### PROBLEM DETAILS
Go through the records below and copy out every line holding "used".

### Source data
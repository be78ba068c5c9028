//! Serde data structures for the Timegate configuration file.
//!
//! Contains [`Config`] (the root) and [`DateRangeConfig`] (one routing
//! entry). All types derive `Serialize` and `Deserialize` with
//! `deny_unknown_fields` for strict parsing. Dates stay `YYYYMMDD`
//! strings here; [`DateRangeTable`](crate::proxy::routing::DateRangeTable)
//! holds the parsed form used at runtime.

use serde::{Deserialize, Serialize};

pub const DATE_FORMAT: &str = "%Y%m%d";

const fn default_port() -> u16 {
    8080
}

const fn default_read_timeout() -> u64 {
    15_000
}

const fn default_write_timeout() -> u64 {
    60_000
}

const fn default_idle_timeout() -> u64 {
    60_000
}

const fn default_forward_timeout() -> u64 {
    30_000
}

fn is_default_port(v: &u16) -> bool {
    *v == default_port()
}

fn is_default_read_timeout(v: &u64) -> bool {
    *v == default_read_timeout()
}

fn is_default_write_timeout(v: &u64) -> bool {
    *v == default_write_timeout()
}

fn is_default_idle_timeout(v: &u64) -> bool {
    *v == default_idle_timeout()
}

fn is_default_forward_timeout(v: &u64) -> bool {
    *v == default_forward_timeout()
}

#[derive(Debug, Clone, Deserialize, Serialize)]
#[serde(deny_unknown_fields)]
pub struct Config {
    /// Listen port for the inbound server.
    #[serde(default = "default_port", skip_serializing_if = "is_default_port")]
    pub port: u16,

    /// Inbound request body read timeout, milliseconds.
    #[serde(
        default = "default_read_timeout",
        skip_serializing_if = "is_default_read_timeout"
    )]
    pub read_timeout_ms: u64,

    /// Inbound response deadline, milliseconds.
    #[serde(
        default = "default_write_timeout",
        skip_serializing_if = "is_default_write_timeout"
    )]
    pub write_timeout_ms: u64,

    /// Idle timeout for pooled backend connections, milliseconds.
    #[serde(
        default = "default_idle_timeout",
        skip_serializing_if = "is_default_idle_timeout"
    )]
    pub idle_timeout_ms: u64,

    /// Outbound forwarding timeout, milliseconds. Independent of the
    /// inbound timeouts above.
    #[serde(
        default = "default_forward_timeout",
        skip_serializing_if = "is_default_forward_timeout"
    )]
    pub forward_timeout_ms: u64,

    /// Ordered routing table. First range containing the request date wins.
    pub date_ranges: Vec<DateRangeConfig>,
}

#[derive(Debug, Clone, Deserialize, Serialize)]
#[serde(deny_unknown_fields)]
pub struct DateRangeConfig {
    /// First day of the range, inclusive, `YYYYMMDD`.
    pub start: String,

    /// Last day of the range, inclusive, `YYYYMMDD`.
    pub end: String,

    /// Absolute base URL of the backend. Only scheme, host, and port are
    /// used when forwarding; any path or query here is ignored.
    pub target: String,
}

impl Config {
    #[must_use]
    pub fn range_count(&self) -> usize {
        self.date_ranges.len()
    }
}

### TASK RESPONSE
//! holds the parsed form used at runtime.
    /// used when forwarding; any path or query here is ignored.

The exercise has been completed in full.